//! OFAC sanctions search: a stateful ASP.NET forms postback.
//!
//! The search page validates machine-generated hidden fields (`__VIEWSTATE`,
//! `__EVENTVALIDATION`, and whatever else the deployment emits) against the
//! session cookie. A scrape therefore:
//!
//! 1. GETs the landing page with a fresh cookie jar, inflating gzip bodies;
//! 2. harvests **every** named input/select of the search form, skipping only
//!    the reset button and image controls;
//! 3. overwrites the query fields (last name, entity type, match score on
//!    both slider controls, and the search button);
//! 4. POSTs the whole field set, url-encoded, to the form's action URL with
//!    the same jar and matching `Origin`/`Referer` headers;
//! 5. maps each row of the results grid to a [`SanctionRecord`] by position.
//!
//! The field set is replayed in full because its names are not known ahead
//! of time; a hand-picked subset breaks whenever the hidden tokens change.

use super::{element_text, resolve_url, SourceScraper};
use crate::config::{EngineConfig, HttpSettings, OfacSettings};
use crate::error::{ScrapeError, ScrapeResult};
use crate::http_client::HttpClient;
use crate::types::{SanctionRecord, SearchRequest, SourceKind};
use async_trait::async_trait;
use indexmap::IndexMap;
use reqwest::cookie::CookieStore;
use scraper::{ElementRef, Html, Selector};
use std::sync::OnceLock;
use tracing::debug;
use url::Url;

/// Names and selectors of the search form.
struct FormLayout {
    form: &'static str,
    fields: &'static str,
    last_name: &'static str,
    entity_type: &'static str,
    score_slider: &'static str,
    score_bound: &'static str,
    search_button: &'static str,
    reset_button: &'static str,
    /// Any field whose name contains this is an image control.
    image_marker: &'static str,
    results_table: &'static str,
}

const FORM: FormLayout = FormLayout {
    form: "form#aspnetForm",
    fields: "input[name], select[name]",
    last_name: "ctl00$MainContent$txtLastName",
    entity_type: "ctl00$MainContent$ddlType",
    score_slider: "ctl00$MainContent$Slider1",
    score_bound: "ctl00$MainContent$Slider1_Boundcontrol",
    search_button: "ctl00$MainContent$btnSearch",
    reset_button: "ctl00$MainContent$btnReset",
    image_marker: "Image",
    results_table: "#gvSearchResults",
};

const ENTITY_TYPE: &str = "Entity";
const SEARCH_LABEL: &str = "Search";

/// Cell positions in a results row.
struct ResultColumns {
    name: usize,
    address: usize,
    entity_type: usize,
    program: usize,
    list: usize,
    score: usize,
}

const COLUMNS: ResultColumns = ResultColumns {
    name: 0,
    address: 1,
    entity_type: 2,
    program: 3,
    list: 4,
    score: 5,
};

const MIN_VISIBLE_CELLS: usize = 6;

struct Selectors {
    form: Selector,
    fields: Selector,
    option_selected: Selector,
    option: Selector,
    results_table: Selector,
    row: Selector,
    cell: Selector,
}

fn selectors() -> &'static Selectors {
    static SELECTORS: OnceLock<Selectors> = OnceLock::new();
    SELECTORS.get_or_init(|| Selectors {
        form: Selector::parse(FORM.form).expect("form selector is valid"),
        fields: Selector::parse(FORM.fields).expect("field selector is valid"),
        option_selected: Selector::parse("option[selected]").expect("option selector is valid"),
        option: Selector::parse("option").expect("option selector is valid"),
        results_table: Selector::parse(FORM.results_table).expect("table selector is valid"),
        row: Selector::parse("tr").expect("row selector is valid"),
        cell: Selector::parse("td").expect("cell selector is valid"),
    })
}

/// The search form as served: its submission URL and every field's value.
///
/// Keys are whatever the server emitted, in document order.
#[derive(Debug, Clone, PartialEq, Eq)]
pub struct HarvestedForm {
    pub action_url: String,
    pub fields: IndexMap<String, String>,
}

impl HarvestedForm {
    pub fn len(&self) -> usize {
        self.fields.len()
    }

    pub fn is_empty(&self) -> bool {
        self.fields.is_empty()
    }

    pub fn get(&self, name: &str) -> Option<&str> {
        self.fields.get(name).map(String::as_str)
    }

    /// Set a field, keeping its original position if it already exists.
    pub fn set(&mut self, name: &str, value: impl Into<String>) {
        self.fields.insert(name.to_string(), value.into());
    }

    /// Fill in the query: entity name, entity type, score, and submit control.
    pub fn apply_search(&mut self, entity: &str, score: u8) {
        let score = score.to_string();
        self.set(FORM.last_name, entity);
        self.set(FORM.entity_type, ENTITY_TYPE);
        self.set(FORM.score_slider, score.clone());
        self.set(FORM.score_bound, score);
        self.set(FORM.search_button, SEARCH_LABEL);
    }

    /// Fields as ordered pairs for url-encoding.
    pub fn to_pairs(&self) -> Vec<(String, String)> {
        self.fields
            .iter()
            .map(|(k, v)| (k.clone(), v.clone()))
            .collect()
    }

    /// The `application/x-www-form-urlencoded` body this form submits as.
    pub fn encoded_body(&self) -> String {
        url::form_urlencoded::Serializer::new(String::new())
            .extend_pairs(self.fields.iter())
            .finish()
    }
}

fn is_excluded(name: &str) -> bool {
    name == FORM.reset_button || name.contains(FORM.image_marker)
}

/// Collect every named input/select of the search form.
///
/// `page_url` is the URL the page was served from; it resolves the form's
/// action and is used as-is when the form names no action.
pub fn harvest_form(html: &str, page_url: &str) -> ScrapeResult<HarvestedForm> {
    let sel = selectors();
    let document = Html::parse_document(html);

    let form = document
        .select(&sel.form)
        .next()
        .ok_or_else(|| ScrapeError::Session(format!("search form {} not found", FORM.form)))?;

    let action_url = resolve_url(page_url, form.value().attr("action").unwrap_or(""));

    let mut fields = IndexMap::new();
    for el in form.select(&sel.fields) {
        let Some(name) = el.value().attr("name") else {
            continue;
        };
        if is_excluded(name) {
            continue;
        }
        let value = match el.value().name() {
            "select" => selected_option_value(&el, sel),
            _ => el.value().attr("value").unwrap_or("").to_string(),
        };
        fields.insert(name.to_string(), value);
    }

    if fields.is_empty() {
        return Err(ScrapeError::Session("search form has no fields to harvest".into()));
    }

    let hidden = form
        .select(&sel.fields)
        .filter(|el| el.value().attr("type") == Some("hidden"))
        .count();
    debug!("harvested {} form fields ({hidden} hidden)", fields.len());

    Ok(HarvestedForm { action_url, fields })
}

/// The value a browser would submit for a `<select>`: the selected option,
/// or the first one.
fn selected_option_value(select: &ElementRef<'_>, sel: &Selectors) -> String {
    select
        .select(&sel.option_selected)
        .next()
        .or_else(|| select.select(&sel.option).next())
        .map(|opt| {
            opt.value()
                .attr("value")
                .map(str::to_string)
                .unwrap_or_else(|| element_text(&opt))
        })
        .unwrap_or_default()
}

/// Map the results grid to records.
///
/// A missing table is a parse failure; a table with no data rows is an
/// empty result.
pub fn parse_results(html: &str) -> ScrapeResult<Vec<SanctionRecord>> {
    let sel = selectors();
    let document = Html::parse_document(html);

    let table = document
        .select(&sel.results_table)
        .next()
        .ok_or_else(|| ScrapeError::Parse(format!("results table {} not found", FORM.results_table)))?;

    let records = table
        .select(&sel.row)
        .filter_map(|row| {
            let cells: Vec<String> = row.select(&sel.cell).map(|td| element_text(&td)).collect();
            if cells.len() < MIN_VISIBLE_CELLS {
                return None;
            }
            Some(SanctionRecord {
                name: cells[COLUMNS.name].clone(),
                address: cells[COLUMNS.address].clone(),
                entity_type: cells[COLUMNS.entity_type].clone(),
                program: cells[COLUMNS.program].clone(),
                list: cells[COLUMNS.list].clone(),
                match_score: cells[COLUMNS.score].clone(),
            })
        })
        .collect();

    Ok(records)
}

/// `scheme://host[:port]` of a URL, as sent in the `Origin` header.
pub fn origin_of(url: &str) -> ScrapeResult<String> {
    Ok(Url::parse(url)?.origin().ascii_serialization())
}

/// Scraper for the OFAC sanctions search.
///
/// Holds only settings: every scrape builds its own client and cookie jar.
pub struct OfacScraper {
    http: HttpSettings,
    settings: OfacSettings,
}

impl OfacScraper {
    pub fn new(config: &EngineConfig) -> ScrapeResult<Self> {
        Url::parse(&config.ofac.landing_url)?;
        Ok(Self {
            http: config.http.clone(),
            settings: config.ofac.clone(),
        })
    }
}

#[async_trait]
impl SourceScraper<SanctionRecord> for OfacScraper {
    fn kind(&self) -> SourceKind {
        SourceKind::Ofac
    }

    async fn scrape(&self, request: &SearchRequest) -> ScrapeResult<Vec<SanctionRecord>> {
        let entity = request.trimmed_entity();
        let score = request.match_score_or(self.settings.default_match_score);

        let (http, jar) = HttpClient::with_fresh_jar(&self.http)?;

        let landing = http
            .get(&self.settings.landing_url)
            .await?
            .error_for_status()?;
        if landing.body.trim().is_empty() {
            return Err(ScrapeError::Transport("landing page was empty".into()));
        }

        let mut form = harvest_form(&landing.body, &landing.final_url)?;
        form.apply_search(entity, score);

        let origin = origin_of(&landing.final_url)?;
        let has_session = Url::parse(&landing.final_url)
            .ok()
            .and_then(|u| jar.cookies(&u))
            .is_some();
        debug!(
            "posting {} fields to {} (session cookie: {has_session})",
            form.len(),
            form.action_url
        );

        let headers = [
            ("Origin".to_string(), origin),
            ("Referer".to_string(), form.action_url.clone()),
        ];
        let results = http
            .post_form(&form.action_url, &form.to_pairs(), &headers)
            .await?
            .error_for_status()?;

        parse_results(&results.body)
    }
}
⁂
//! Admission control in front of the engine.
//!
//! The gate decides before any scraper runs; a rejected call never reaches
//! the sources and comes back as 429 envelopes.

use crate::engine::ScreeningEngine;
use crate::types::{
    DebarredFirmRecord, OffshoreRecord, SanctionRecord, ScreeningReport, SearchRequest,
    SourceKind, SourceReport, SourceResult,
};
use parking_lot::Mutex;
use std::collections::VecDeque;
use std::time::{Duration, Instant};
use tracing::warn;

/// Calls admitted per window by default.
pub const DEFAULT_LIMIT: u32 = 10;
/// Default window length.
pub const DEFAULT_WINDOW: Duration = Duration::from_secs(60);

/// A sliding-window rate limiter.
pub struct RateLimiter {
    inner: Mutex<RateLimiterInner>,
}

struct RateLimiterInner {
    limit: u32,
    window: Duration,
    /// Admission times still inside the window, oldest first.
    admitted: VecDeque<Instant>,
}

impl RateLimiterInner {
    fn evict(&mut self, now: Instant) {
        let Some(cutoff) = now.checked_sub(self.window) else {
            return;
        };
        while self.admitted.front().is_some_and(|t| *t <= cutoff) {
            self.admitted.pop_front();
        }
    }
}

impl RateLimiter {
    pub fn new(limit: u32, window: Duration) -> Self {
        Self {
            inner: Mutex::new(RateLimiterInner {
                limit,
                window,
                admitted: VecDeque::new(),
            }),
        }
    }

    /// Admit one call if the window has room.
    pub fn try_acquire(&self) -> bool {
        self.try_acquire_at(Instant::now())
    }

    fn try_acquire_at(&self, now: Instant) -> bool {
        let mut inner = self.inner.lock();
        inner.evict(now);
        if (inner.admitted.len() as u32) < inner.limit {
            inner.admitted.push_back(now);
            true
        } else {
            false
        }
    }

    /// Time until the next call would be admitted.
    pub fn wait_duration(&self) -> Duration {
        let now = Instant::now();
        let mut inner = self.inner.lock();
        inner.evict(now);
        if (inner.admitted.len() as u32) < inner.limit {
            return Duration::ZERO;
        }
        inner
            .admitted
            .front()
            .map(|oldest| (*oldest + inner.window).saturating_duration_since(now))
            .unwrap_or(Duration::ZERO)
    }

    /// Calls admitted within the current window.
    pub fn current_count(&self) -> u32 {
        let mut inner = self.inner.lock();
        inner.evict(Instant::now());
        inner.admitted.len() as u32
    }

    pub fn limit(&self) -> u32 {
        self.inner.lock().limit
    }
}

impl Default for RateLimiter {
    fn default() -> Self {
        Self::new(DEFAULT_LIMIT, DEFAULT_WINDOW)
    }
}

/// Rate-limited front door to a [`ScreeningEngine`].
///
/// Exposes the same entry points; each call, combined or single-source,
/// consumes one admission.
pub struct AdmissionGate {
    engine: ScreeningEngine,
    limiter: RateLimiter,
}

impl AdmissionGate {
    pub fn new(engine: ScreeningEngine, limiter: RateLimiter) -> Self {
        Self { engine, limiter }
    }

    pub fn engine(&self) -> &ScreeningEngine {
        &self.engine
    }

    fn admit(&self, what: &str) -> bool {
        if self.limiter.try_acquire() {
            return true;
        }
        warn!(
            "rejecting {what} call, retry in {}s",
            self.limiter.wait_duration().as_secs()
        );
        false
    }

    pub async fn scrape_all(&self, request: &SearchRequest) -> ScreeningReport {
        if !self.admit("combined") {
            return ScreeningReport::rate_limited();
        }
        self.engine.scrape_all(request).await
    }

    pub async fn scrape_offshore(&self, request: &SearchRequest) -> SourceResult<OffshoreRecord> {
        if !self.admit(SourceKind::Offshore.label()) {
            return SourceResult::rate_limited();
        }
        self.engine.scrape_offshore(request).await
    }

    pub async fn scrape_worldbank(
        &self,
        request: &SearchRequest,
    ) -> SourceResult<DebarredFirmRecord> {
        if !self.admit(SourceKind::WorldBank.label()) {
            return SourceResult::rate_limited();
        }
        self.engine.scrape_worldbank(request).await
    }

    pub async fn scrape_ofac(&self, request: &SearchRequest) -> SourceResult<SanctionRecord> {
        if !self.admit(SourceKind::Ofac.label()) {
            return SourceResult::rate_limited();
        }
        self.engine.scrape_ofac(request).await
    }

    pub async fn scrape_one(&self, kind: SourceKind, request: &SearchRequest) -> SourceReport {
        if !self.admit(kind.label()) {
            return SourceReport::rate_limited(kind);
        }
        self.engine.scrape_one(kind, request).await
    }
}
⁂
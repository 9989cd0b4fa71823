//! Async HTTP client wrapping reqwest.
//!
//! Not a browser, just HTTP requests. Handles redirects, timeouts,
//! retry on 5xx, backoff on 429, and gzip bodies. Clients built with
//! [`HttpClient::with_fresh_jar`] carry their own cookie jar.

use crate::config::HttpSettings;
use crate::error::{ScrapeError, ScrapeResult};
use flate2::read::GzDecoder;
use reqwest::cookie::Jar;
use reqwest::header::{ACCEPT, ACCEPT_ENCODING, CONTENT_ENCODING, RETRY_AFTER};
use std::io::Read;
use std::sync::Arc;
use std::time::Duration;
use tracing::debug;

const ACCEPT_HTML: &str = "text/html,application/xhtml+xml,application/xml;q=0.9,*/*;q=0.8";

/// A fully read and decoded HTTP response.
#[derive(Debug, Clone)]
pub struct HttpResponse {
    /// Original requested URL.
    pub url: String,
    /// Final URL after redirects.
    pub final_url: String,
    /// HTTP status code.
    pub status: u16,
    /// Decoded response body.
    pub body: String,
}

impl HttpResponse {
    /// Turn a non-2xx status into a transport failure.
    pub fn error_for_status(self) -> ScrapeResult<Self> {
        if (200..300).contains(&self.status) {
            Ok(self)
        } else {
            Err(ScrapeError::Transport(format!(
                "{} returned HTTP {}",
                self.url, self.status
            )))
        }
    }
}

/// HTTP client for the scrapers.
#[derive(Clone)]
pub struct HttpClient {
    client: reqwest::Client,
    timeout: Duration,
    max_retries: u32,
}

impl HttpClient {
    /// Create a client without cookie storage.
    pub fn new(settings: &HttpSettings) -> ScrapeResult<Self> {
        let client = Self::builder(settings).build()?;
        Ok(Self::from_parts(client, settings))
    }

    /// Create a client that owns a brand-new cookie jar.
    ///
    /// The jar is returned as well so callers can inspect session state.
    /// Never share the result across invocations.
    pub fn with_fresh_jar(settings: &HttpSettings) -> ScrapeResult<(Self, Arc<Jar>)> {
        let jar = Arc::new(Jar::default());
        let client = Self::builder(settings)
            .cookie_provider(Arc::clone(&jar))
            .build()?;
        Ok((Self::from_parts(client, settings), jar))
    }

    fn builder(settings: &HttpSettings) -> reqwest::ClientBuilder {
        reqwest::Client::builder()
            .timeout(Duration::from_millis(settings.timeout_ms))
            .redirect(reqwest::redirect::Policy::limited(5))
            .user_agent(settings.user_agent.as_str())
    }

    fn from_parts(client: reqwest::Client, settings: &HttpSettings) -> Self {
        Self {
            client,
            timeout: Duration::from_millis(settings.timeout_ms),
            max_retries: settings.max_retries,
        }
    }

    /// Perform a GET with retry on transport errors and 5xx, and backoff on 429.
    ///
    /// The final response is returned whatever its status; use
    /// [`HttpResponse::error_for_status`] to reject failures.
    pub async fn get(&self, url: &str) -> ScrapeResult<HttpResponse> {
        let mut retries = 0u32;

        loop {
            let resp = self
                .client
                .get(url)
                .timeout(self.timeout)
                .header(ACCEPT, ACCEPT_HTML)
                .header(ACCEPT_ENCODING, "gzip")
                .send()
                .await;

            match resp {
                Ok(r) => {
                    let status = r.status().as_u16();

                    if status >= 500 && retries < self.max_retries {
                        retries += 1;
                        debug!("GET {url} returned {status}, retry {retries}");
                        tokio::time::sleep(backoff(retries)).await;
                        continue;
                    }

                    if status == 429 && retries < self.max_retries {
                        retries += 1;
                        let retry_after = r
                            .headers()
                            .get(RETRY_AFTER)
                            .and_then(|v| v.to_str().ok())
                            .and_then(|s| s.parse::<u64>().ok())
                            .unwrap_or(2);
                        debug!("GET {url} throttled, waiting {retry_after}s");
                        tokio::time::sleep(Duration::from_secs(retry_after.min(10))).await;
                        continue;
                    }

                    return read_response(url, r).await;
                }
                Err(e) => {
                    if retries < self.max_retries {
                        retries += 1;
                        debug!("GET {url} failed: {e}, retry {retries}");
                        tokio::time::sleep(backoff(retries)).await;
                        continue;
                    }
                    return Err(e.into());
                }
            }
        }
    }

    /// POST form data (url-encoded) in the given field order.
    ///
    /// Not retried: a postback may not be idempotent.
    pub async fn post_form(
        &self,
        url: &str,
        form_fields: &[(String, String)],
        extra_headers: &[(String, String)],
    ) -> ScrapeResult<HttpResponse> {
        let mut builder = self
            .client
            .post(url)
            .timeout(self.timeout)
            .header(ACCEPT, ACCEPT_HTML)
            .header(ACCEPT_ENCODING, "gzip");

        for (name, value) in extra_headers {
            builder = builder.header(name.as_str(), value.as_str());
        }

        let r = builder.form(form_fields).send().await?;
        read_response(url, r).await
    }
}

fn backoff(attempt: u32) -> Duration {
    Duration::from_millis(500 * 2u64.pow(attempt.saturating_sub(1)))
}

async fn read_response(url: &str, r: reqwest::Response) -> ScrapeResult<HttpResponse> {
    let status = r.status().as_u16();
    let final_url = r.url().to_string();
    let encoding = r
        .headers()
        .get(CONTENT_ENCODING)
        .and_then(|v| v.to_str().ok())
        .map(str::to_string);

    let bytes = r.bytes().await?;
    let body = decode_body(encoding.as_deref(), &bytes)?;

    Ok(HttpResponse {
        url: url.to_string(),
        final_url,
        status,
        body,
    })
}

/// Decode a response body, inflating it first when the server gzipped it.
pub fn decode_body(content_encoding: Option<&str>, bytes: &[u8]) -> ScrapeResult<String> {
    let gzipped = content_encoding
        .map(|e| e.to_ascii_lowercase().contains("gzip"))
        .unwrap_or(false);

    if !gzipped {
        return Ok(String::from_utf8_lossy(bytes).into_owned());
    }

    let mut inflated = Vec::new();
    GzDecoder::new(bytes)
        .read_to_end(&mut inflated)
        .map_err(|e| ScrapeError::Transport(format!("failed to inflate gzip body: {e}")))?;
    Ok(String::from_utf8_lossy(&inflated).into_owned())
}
⁂
◆ **Task details**
Find the line with "ASP.NET forms postback." in the material above. Reproduce it and each line after it up to and including the line with "not known ahead".

◆ **Solution**
//! OFAC sanctions search: a stateful ASP.NET forms postback.
//!
//! The search page validates machine-generated hidden fields (`__VIEWSTATE`,
//! `__EVENTVALIDATION`, and whatever else the deployment emits) against the
//! session cookie. A scrape therefore:
//!
//! 1. GETs the landing page with a fresh cookie jar, inflating gzip bodies;
//! 2. harvests **every** named input/select of the search form, skipping only
//!    the reset button and image controls;
//! 3. overwrites the query fields (last name, entity type, match score on
//!    both slider controls, and the search button);
//! 4. POSTs the whole field set, url-encoded, to the form's action URL with
//!    the same jar and matching `Origin`/`Referer` headers;
//! 5. maps each row of the results grid to a [`SanctionRecord`] by position.
//!
//! The field set is replayed in full because its names are not known ahead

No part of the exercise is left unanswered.